The bakery was founded in 1896 by August Wiederman, an immigrant from Wiesbaden, Germany. With the help of local entrepreneur Tom McElwee, the bakery soon outgrew its original building, and required a new one in which the second floor was turned into a hotel. Celebrities such as Enrico Caruso and Will Rogers were sighted at the bakery, and in 1914 the Ringling Brothers Circus passed through town and ordered dozens of fruitcakes as Christmas gifts to be mailed to friends and family across the globe. In this way, the bakery entered the mail-order business. Lee William "L. W." McNutt, Sr. (1895-1972), Harry Cook, and Bob Rutherford purchased the bakery in 1946 from August Wiederman.

==Mail order sales==

In reference to the mail order business started in 1947, bakery employees copied names and addresses from a myriad of phone books for "prospecting" list. Lee William McNutt, Jr. (1925-2006), initiated a direct marketing campaign to international customers. Under his direction, the bakery began accepting orders by mail, phone, fax, and online. He also pioneered the use of a computerized database and fine-tuned shipping methods to make delivery of the cakes more efficient. The third generation CEO, Robert Pritchett "Bob" McNutt (born 1957) has continued to refine all of these methods adopted by his father, L. W. McNutt.

Thomas Max McNutt (born 1990), a graduate of Texas A&M University in College Station, is the bakery vice president. A fourth-generation family member, he ran unsuccessfully for the Texas House of Representatives in the Republican primary election held on March 1, 2016. He lost by 222 votes to the long-term incumbent Byron Cook, also of Corsicana.

===Notable clients===

The descendants of the Ringling circus continue to order cakes. Monaco's Princess Caroline also places an annual order, continuing her mother, Princess Grace's tradition of a Christmas DeLuxe fruitcake for their family and friends. Hilton Hotels are a longtime customer, as is Master Builders, S.A. of Brussels, Belgium. Also counted in the above group is Madison Square Garden and Vanna White. The company rejected an order from Iran's Ayatollah Khomeini following the 1979 Iranian hostage crisis. The DeLuxe Fruitcake is shipped to all countries except Cuba and Iran.

==Fraud and film==

In 1998, Collin Street Bakery hired a bookkeeper, Sandy Jenkins. Jenkins was promoted to the controller in 2004 when he earned approximately $50,000 per year. Before being caught in 2013, Jenkins embezzled over $16 million. Jenkins died in prison in 2019. A movie about the scandal has been in pre-production since 2019. The film is slated to be titled Fruitcake and originally starred Will Ferrell and Laura Dern, but was recast with Paul Walter Hauser and Jennifer Garner in 2024.

==Statistics==

Fruitcake accounts for 98 percent of the bakery's total sales. The company sells about 3 million pounds of fruitcake each year, which equates to 1.5 million individual cakes.
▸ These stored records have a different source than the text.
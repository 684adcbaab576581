//! Error types for cryptographic operations.

use thiserror::Error;

/// AEAD authentication failure.
///
/// Deliberately carries no detail: a wrong key, a tampered header and a
/// tampered ciphertext are indistinguishable to the receiver.
#[derive(Error, Debug, Clone, Copy, PartialEq, Eq)]
pub enum AuthError {
    /// Authentication tag did not verify
    #[error("message failed authentication")]
    Forged,
}

/// Errors from key agreement and escrow.
#[derive(Error, Debug, Clone, PartialEq, Eq)]
pub enum CryptoError {
    /// Peer public key is low-order; the DH output would be predictable
    #[error("public key does not contribute to the shared secret")]
    WeakPublicKey,

    /// Provider produced an escrow ciphertext of the wrong length
    #[error("malformed escrow ciphertext: expected {expected} bytes, got {actual}")]
    MalformedEscrow {
        /// Length required by the wire format
        expected: usize,
        /// Length the provider produced
        actual: usize,
    },

    /// Escrow entry did not decrypt under the escrow key
    #[error("escrow entry failed authentication")]
    EscrowRejected,
}
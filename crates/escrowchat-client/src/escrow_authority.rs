//! Escrow holder: decrypts any message from its header alone.
//!
//! The header carries the message key wrapped for the escrow public key. The
//! holder of the matching secret key unwraps it and opens the ciphertext
//! without any session state and without either peer's cooperation.

use escrowchat_crypto::{
    CryptoProvider, EscrowedKey, MessageKey, PublicKey, RustCryptoProvider, SecretKey, codec,
    escrow,
};
use escrowchat_proto::{Envelope, MessageHeader};
use tracing::debug;

use crate::error::ProtocolError;

/// Holder of the escrow secret key.
pub struct EscrowAuthority<P: CryptoProvider = RustCryptoProvider> {
    provider: P,
    secret: SecretKey,
}

impl EscrowAuthority {
    /// Create an authority with the default crypto provider.
    pub fn new(secret: SecretKey) -> Self {
        Self::with_provider(RustCryptoProvider, secret)
    }
}

impl<P: CryptoProvider> EscrowAuthority<P> {
    /// Create an authority with a custom crypto provider.
    pub fn with_provider(provider: P, secret: SecretKey) -> Self {
        Self { provider, secret }
    }

    /// Unwrap the message key carried in `header`.
    ///
    /// # Errors
    ///
    /// - `CryptoError::EscrowRejected` if the escrow fields do not decrypt
    /// - `CryptoError::WeakPublicKey` if the escrow ephemeral key is low-order
    pub fn recover_message_key(&self, header: &MessageHeader) -> Result<MessageKey, ProtocolError> {
        let escrowed = EscrowedKey {
            ephemeral_public: PublicKey::from_bytes(*header.gov_ephemeral_public_key()),
            ciphertext: *header.escrow_ciphertext(),
            iv: *header.escrow_iv(),
        };

        Ok(escrow::recover(&self.provider, &self.secret, &escrowed)?)
    }

    /// Decrypt an envelope addressed to anyone.
    ///
    /// # Errors
    ///
    /// - `ProtocolError::Crypto` if the escrow entry cannot be unwrapped
    /// - `ProtocolError::Auth` if the ciphertext or header was tampered with
    pub fn decrypt(&self, envelope: &Envelope) -> Result<Vec<u8>, ProtocolError> {
        let header = &envelope.header;
        let message_key = self.recover_message_key(header)?;

        let plaintext = codec::open(
            &self.provider,
            &message_key,
            &envelope.ciphertext,
            header.message_iv(),
            &header.to_bytes(),
        )?;

        debug!(sequence_number = header.sequence_number(), "escrow decryption succeeded");
        Ok(plaintext)
    }
}
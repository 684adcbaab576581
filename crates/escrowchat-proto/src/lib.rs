//! Escrowchat wire types
//!
//! Everything that crosses the transport between two clients, or between a
//! client and the certificate authority:
//!
//! - [`MessageHeader`]: fixed 144-byte binary header. Its exact byte image is
//!   the associated data of the message AEAD, so the layout is frozen.
//! - [`Envelope`]: header plus ciphertext, the opaque unit the relay carries.
//! - [`Certificate`] / [`SignedCertificate`]: CBOR-encoded identity bindings
//!   distributed out of band.
//!
//! Nothing in this crate performs cryptography. Parsing accepts any byte
//! pattern of the right size; authenticity is established by the caller.

#![forbid(unsafe_code)]
#![deny(missing_docs)]

pub mod certificate;
pub mod envelope;
pub mod errors;
pub mod header;

pub use certificate::{Certificate, SignedCertificate};
pub use envelope::Envelope;
pub use errors::{Result, WireError};
pub use header::MessageHeader;
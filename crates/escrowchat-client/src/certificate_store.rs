//! Accepted peer certificates.
//!
//! A certificate enters the store only after the authority signature over its
//! canonical CBOR bytes verifies. Entries are never modified afterwards.

use std::collections::HashMap;

use escrowchat_crypto::{CryptoProvider, PublicKey, provider::AUTHORITY_KEY_SIZE};
use escrowchat_proto::Certificate;
use tracing::{info, warn};

use crate::error::CertificateError;

/// Username to certified public key, pinned to one authority.
///
/// # Invariants
///
/// - Every entry carried a valid authority signature when it was inserted
#[derive(Debug, Clone)]
pub struct CertificateStore {
    authority_key: [u8; AUTHORITY_KEY_SIZE],
    certificates: HashMap<String, Certificate>,
}

impl CertificateStore {
    /// Create an empty store trusting `authority_key`.
    pub fn new(authority_key: [u8; AUTHORITY_KEY_SIZE]) -> Self {
        Self { authority_key, certificates: HashMap::new() }
    }

    /// Verify and store a peer certificate.
    ///
    /// Accepting a certificate for a username already present replaces the
    /// entry; sessions established under the old key stay bound to it.
    ///
    /// # Errors
    ///
    /// - `CertificateError::InvalidSignature` if the signature does not verify
    /// - `CertificateError::Wire` if the certificate cannot be encoded
    pub fn accept(
        &mut self,
        provider: &impl CryptoProvider,
        certificate: Certificate,
        signature: &[u8],
    ) -> Result<(), CertificateError> {
        let signed_bytes = certificate.to_signing_bytes()?;
        if !provider.verify_signature(&self.authority_key, &signed_bytes, signature) {
            warn!(peer = %certificate.username, "rejected certificate with invalid signature");
            return Err(CertificateError::InvalidSignature);
        }

        info!(peer = %certificate.username, "accepted certificate");
        self.certificates.insert(certificate.username.clone(), certificate);
        Ok(())
    }

    /// Certified public key for `username`.
    pub fn lookup(&self, username: &str) -> Option<PublicKey> {
        self.certificates.get(username).map(|c| PublicKey::from_bytes(c.public_key))
    }

    /// Full certificate for `username`.
    pub fn get(&self, username: &str) -> Option<&Certificate> {
        self.certificates.get(username)
    }

    /// Number of accepted certificates.
    pub fn len(&self) -> usize {
        self.certificates.len()
    }

    /// Returns true if no certificate has been accepted.
    pub fn is_empty(&self) -> bool {
        self.certificates.is_empty()
    }
}

#[cfg(test)]
mod tests {
    use ed25519_dalek::{Signer, SigningKey};
    use escrowchat_crypto::RustCryptoProvider;

    use super::*;

    const PROVIDER: RustCryptoProvider = RustCryptoProvider;

    fn authority() -> SigningKey {
        SigningKey::from_bytes(&[7; 32])
    }

    fn signed(username: &str, key_byte: u8) -> (Certificate, Vec<u8>) {
        let certificate = Certificate::new(username, [key_byte; 32]).unwrap();
        let signature = authority().sign(&certificate.to_signing_bytes().unwrap());
        (certificate, signature.to_bytes().to_vec())
    }

    fn store() -> CertificateStore {
        CertificateStore::new(authority().verifying_key().to_bytes())
    }

    #[test]
    fn accepts_authority_signed_certificate() {
        let mut store = store();
        let (certificate, signature) = signed("bob", 9);

        store.accept(&PROVIDER, certificate.clone(), &signature).unwrap();

        assert_eq!(store.lookup("bob"), Some(PublicKey::from_bytes([9; 32])));
        assert_eq!(store.get("bob"), Some(&certificate));
        assert_eq!(store.len(), 1);
    }

    #[test]
    fn rejects_forged_signature() {
        let mut store = store();
        let (certificate, mut signature) = signed("bob", 9);
        signature[0] ^= 0x01;

        let result = store.accept(&PROVIDER, certificate, &signature);

        assert_eq!(result, Err(CertificateError::InvalidSignature));
        assert!(store.is_empty());
        assert!(store.lookup("bob").is_none());
    }

    #[test]
    fn rejects_signature_over_other_certificate() {
        let mut store = store();
        let (_, signature) = signed("bob", 9);
        let substituted = Certificate::new("bob", [10; 32]).unwrap();

        let result = store.accept(&PROVIDER, substituted, &signature);
        assert_eq!(result, Err(CertificateError::InvalidSignature));
    }

    #[test]
    fn rejects_other_authority() {
        let mut store = store();
        let certificate = Certificate::new("bob", [9; 32]).unwrap();
        let rogue = SigningKey::from_bytes(&[8; 32]);
        let signature = rogue.sign(&certificate.to_signing_bytes().unwrap()).to_bytes();

        let result = store.accept(&PROVIDER, certificate, &signature);
        assert_eq!(result, Err(CertificateError::InvalidSignature));
    }
}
The majority of orders are placed by mail during October and November.

Despite the heavy demand, the bakery does not have a distributor but sells its branded goods only by mail-order system, as well as at its two Corsicana stores and locations in Waco and Lindale. In the past some specialty supermarkets, such as the defunct Amarraca in Pittsburgh's North Hills, have sold a private label version of the fruitcake.